When Charles II was restored to power in England in 1660, his government set out to find and punish the leaders of the Parliamentarians who had ousted the monarchy and signed the execution warrant for his father, Charles I, in 1649. Oliver Cromwell, Lord Protector during the new Commonwealth, was the ringleader of the operation and thus the person most in need of being tracked down and punished. Unfortunately for the vengeful Royalists, Cromwell died in 1658 during the interregnum and was buried in Westminster Abbey. That did not put an end to things so far as the new king and his supporters were concerned. They exhumed Cromwell’s body and subjected it to a posthumous execution, dragging it through the streets of London, before hanging, beheading, and quartering it in a public display of retribution. Cromwell’s head was then posted on a stake above Westminster Hall, where it stood for more than two decades as a none too subtle warning to his supporters and sympathizers.
The impending impeachment of Donald Trump bears a passing resemblance to those long-ago events in the sense that, since he is already out of office, there is little to be accomplished by impeachment, save for the warning it may represent for the seventy-five million or so Americans who voted for him in the recent election. In that case, the impeachment is likely to serve as another spectacle in the unwinding of America as a functioning polity. It will do nothing to address the issues that brought Trump to power and will only provoke the anger felt by his supporters over his treatment in office and the mail-in balloting used in the election.
There is a good question whether it is even constitutional to prosecute via impeachment an official who has already left office. The relevant constitutional provision states that impeachment shall reach only to removal from office and disqualification from holding any future office under the public trust. There are precedents here and there, though not very powerful ones, for pursuing impeachment after someone has left office. The authors of the U.S. Constitution were fully aware of the British parliamentary impeachment of Warren Hastings, which commenced in 1786 for offenses committed years earlier while he was the head of the East India Company. When it was suggested during the Constitutional Convention that impeachment should be limited to treason against the United States, a member pointed out that Hastings was not being tried for treason, but for various kinds of corruption and misconduct (for example, pursuing the execution of an official who might have testified against his own corruption). On the basis of such observations, the language in the impeachment clause was expanded beyond treason to include additional violations: “bribery or other high crimes and misdemeanors.” As for Hastings, his trial in the House of Lords dragged on for seven years until, perhaps due to exhaustion, the Lords eventually rendered an acquittal.

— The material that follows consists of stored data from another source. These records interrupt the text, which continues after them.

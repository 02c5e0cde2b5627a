//! Import phase: a bounded worker pool that upserts products by SKU.
//!
//! Items are resolved against the frozen [`TaxonomyMap`] before any worker
//! starts. Workers pull from one shared queue; each item is dequeued by
//! exactly one worker. The first failure cancels the pool.

use std::collections::VecDeque;
use std::sync::Arc;
use std::sync::atomic::{AtomicUsize, Ordering};
use std::time::Duration;

use tokio::sync::{Mutex, broadcast};
use tokio_util::sync::CancellationToken;

use crate::catalog::{CatalogItem, ProductRecord, join_path};
use crate::client::CatalogClient;
use crate::client::models::{Channel, MetadataItem, ProductInput, VariantInput};
use crate::db::Database;
use crate::error::{Error, Result};
use crate::taxonomy::TaxonomyMap;
use crate::types::{ImportReport, SyncEvent};

/// Completions between two progress log lines
pub const PROGRESS_LOG_INTERVAL: usize = 25;

/// A catalog product ready for import
#[derive(Debug, Clone, PartialEq)]
pub struct ImportQueueItem {
    /// Absolute index in the flattened catalog
    pub index: usize,
    /// The product
    pub record: ProductRecord,
    /// Remote id of the product's category
    pub category_id: String,
}

/// `items[offset .. min(offset + limit, len)]`; an offset past the end is empty
pub fn select_window<T>(items: &[T], offset: usize, limit: Option<usize>) -> &[T] {
    let start = offset.min(items.len());
    let end = match limit {
        Some(limit) => start.saturating_add(limit).min(items.len()),
        None => items.len(),
    };
    &items[start..end]
}

/// Resolve each item's category path to a remote id
///
/// The record's own category path decides; a product nested under a different
/// node is imported into its declared category with a warning. A path missing
/// from the map is fatal: the catalog and the taxonomy disagree.
pub fn resolve_items(items: &[CatalogItem], taxonomy: &TaxonomyMap) -> Result<Vec<ImportQueueItem>> {
    items
        .iter()
        .map(|item| {
            let path = item.record.joined_path();
            if !item.is_filed_under_declared_path() {
                tracing::warn!(
                    sku = %item.record.sku,
                    category_path = %path,
                    found_under = %join_path(&item.tree_path),
                    "Product declares a category other than the one it is nested under"
                );
            }
            match taxonomy.resolve(&path) {
                Some(id) => Ok(ImportQueueItem {
                    index: item.index,
                    record: item.record.clone(),
                    category_id: id.to_string(),
                }),
                None => Err(Error::MissingCategoryMapping {
                    sku: item.record.sku.clone(),
                    path,
                }),
            }
        })
        .collect()
}

/// Where completed items are recorded
#[derive(Clone)]
pub struct CheckpointSink {
    db: Arc<Database>,
    fingerprint: String,
}

impl CheckpointSink {
    /// Record into `db` under the catalog `fingerprint`
    pub fn new(db: Arc<Database>, fingerprint: impl Into<String>) -> Self {
        Self {
            db,
            fingerprint: fingerprint.into(),
        }
    }

    async fn record(&self, item: &ImportQueueItem) -> Result<()> {
        self.db
            .record_completed(&self.fingerprint, item.index, &item.record.sku)
            .await
    }
}

/// Drives the import worker pool
pub struct ImportScheduler {
    client: CatalogClient,
    channel: Channel,
    product_type_id: String,
    concurrency: usize,
    item_delay: Duration,
    checkpoint: Option<CheckpointSink>,
    event_tx: Option<broadcast::Sender<SyncEvent>>,
}

/// State shared by all workers of one run
struct WorkerShared {
    queue: Mutex<VecDeque<ImportQueueItem>>,
    abort: CancellationToken,
    total: usize,
    completed: AtomicUsize,
    imported: AtomicUsize,
    skipped: AtomicUsize,
}

/// Per-run copy of the scheduler settings handed to each worker
struct Worker {
    client: CatalogClient,
    channel: Channel,
    product_type_id: String,
    item_delay: Duration,
    checkpoint: Option<CheckpointSink>,
    event_tx: Option<broadcast::Sender<SyncEvent>>,
}

impl ImportScheduler {
    /// Import into `channel` using the product type `product_type_id`
    pub fn new(client: CatalogClient, channel: Channel, product_type_id: impl Into<String>) -> Self {
        Self {
            client,
            channel,
            product_type_id: product_type_id.into(),
            concurrency: 1,
            item_delay: Duration::ZERO,
            checkpoint: None,
            event_tx: None,
        }
    }

    /// Number of workers (at least one)
    pub fn with_concurrency(mut self, concurrency: usize) -> Self {
        self.concurrency = concurrency.max(1);
        self
    }

    /// Pause after each item
    pub fn with_item_delay(mut self, delay: Duration) -> Self {
        self.item_delay = delay;
        self
    }

    /// Record completed items
    pub fn with_checkpoint(mut self, sink: CheckpointSink) -> Self {
        self.checkpoint = Some(sink);
        self
    }

    /// Broadcast an [`SyncEvent::ItemCompleted`] per item
    pub fn with_events(mut self, event_tx: broadcast::Sender<SyncEvent>) -> Self {
        self.event_tx = Some(event_tx);
        self
    }

    /// Import `items` and return the counts
    ///
    /// Fails fast: the first error stops every worker and is returned.
    pub async fn run(&self, items: Vec<ImportQueueItem>) -> Result<ImportReport> {
        let total = items.len();
        if total == 0 {
            tracing::info!("Nothing to import");
            return Ok(ImportReport::default());
        }

        let abort = self.client.cancellation_token().child_token();
        let shared = Arc::new(WorkerShared {
            queue: Mutex::new(items.into()),
            abort: abort.clone(),
            total,
            completed: AtomicUsize::new(0),
            imported: AtomicUsize::new(0),
            skipped: AtomicUsize::new(0),
        });
        let worker = Arc::new(Worker {
            client: self.client.with_cancellation(abort),
            channel: self.channel.clone(),
            product_type_id: self.product_type_id.clone(),
            item_delay: self.item_delay,
            checkpoint: self.checkpoint.clone(),
            event_tx: self.event_tx.clone(),
        });

        let workers = self.concurrency.min(total);
        tracing::info!(total, workers, "Starting import");

        let handles: Vec<_> = (0..workers)
            .map(|worker_id| {
                let shared = Arc::clone(&shared);
                let worker = Arc::clone(&worker);
                tokio::spawn(async move {
                    // Dropped without disarming only when the worker unwinds
                    let stop_others = shared.abort.clone().drop_guard();
                    let result = worker.run(worker_id, &shared).await;
                    let _ = stop_others.disarm();
                    result
                })
            })
            .collect();

        let mut first_error: Option<Error> = None;
        for joined in futures::future::join_all(handles).await {
            let result = joined
                .unwrap_or_else(|e| Err(Error::Other(format!("import worker panicked: {e}"))));
            if let Err(e) = result {
                // Workers stopped by the abort report Cancelled; keep the real cause
                let replace = match &first_error {
                    None => true,
                    Some(existing) => existing.is_cancelled() && !e.is_cancelled(),
                };
                if replace {
                    first_error = Some(e);
                }
            }
        }

        if let Some(e) = first_error {
            return Err(e);
        }

        let report = ImportReport {
            total,
            imported: shared.imported.load(Ordering::SeqCst),
            skipped: shared.skipped.load(Ordering::SeqCst),
        };
        tracing::info!(
            total = report.total,
            imported = report.imported,
            skipped = report.skipped,
            "Import complete"
        );
        Ok(report)
    }
}

impl Worker {
    async fn run(&self, worker_id: usize, shared: &WorkerShared) -> Result<()> {
        loop {
            if shared.abort.is_cancelled() {
                return Err(Error::Cancelled);
            }

            let next = {
                let mut queue = shared.queue.lock().await;
                queue.pop_front()
            };
            let Some(item) = next else {
                return Ok(());
            };

            let skipped = match self.process_item(&item).await {
                Ok(skipped) => skipped,
                Err(e) => {
                    if !e.is_cancelled() {
                        tracing::error!(
                            worker = worker_id,
                            index = item.index,
                            sku = %item.record.sku,
                            error = %e,
                            "Import failed, stopping workers"
                        );
                    }
                    shared.abort.cancel();
                    return Err(e);
                }
            };

            if let Some(checkpoint) = &self.checkpoint {
                if let Err(e) = checkpoint.record(&item).await {
                    shared.abort.cancel();
                    return Err(e);
                }
            }

            if skipped {
                shared.skipped.fetch_add(1, Ordering::SeqCst);
            } else {
                shared.imported.fetch_add(1, Ordering::SeqCst);
            }
            let completed = shared.completed.fetch_add(1, Ordering::SeqCst) + 1;

            if completed % PROGRESS_LOG_INTERVAL == 0 || completed == shared.total {
                tracing::info!(
                    worker = worker_id,
                    completed,
                    total = shared.total,
                    "Import progress"
                );
            }

            if let Some(tx) = &self.event_tx {
                tx.send(SyncEvent::ItemCompleted {
                    index: item.index,
                    sku: item.record.sku.clone(),
                    skipped,
                    completed,
                    total: shared.total,
                })
                .ok();
            }

            if !self.item_delay.is_zero() {
                tokio::select! {
                    _ = shared.abort.cancelled() => {}
                    _ = tokio::time::sleep(self.item_delay) => {}
                }
            }
        }
    }

    /// Upsert one product; returns `true` when its SKU already existed
    async fn process_item(&self, item: &ImportQueueItem) -> Result<bool> {
        let record = &item.record;
        let sku = record.sku.as_str();

        if let Some(existing) = self.client.variant_by_sku(sku).await? {
            tracing::debug!(sku, variant = %existing.id, "SKU already imported, skipping");
            return Ok(true);
        }

        let metadata = product_metadata(record);

        let product_id = self
            .client
            .create_product(
                &ProductInput {
                    name: &record.name,
                    slug: &record.slug,
                    product_type: &self.product_type_id,
                    category: &item.category_id,
                    metadata: &metadata,
                },
                sku,
            )
            .await?;

        let variant_id = self
            .client
            .create_variant(
                &VariantInput {
                    product: &product_id,
                    sku,
                    name: &record.name,
                    track_inventory: false,
                    attributes: Vec::new(),
                    metadata: &metadata,
                },
                sku,
            )
            .await?;

        self.client
            .update_product_channel_listing(&product_id, &self.channel.id, sku)
            .await?;

        if !record
            .price
            .currency
            .eq_ignore_ascii_case(&self.channel.currency_code)
        {
            tracing::warn!(
                sku,
                price_currency = %record.price.currency,
                channel_currency = %self.channel.currency_code,
                "Price currency differs from channel currency; amount is used as-is"
            );
        }

        self.client
            .update_variant_channel_listing(
                &variant_id,
                &self.channel.id,
                &record.price.amount_string(),
                sku,
            )
            .await?;

        tracing::debug!(sku, product = %product_id, variant = %variant_id, "Imported product");
        Ok(false)
    }
}

/// Metadata attached to both the product and its variant
pub fn product_metadata(record: &ProductRecord) -> Vec<MetadataItem> {
    let mut metadata = vec![
        MetadataItem::new("unit", &record.unit),
        MetadataItem::new("category_path", record.joined_path()),
    ];
    if let Some(comment) = &record.comment {
        metadata.push(MetadataItem::new("comment", comment));
    }
    metadata
}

Like much else in the Constitution, impeachment is a mixture of political and legal considerations and was recognized by the authors as an inherently divisive process. In Federalist 65, Alexander Hamilton wrote that impeachments are “political” in nature “as they relate chiefly to injuries done immediately to society itself.” This is the reason that the sole power of impeachment is given to the political branch—the House of Representatives and the Senate—rather than to the courts. Hamilton recognized that impeachments “will seldom fail to agitate the passions of the whole community, and divide it into parties more or less friendly or inimical to the accused.” In high-profile impeachment cases, he wrote, legal and constitutional claims are usually grounded in political calculations of one kind or another so that, in the end, the impeachment of presidents will always be a political rather than a narrowly legal process.
The Democrats today seem to be of two minds on impeachment. On the one hand, they would sorely like to make an example of Trump, and thus send a warning to his supporters never again to vote for a similar character; on the other hand, they fear that an impeachment may impede the progress of the Biden administration and further polarize matters to the point that they will lose their majorities in Congress in the next election. Naturally, as is always the case with liberals, zeal will prevail over sound reasoning: they will proceed with the bill of impeachment in the Senate. Donald Trump, though much hated, is hard to let go.
As for Trump, the proceedings in the Senate may give him another opportunity to seize the public stage. No one knows what he might do or say—though there remain millions of supporters who will accept his version of events. Trump could easily claim that what he said to that rally in Washington was only to mobilize and gather his supporters—something other politicians do all the time—and not to encourage an assault on the Capitol. His counselors might attack members of the Senate and other Democratic officials for condoning riots in city streets over the summer—and President Biden himself could be subject to such attacks. After all, members of his administration sent funds to bail out rioters over the summer—a clear indication that they supported the violence and destruction of property that accompanied those “protests.” Indeed, there is little question that Democrats tried to use the riots over the summer to discredit the Trump administration and promote turnout in their “base.” That approach—rioting as an election strategy—may have worked. To the extent it did work, we can be sure that it will be trotted out again.
This is taking place against a political background in which the two parties seem to represent two different countries, and thus must engage with one another much as heads of state negotiate with adversary nations. Democrats will not be able to get rid of Trump in the way that Charles II gained retribution against Cromwell and his supporters. The constitutional system by its design requires a fair amount of agreement because there are so many options that minorities can take to gum up the works. The impeachment is likely to make matters worse by encouraging further acts of revenge and retribution in an ongoing tit-for-tat process that will not have a good ending.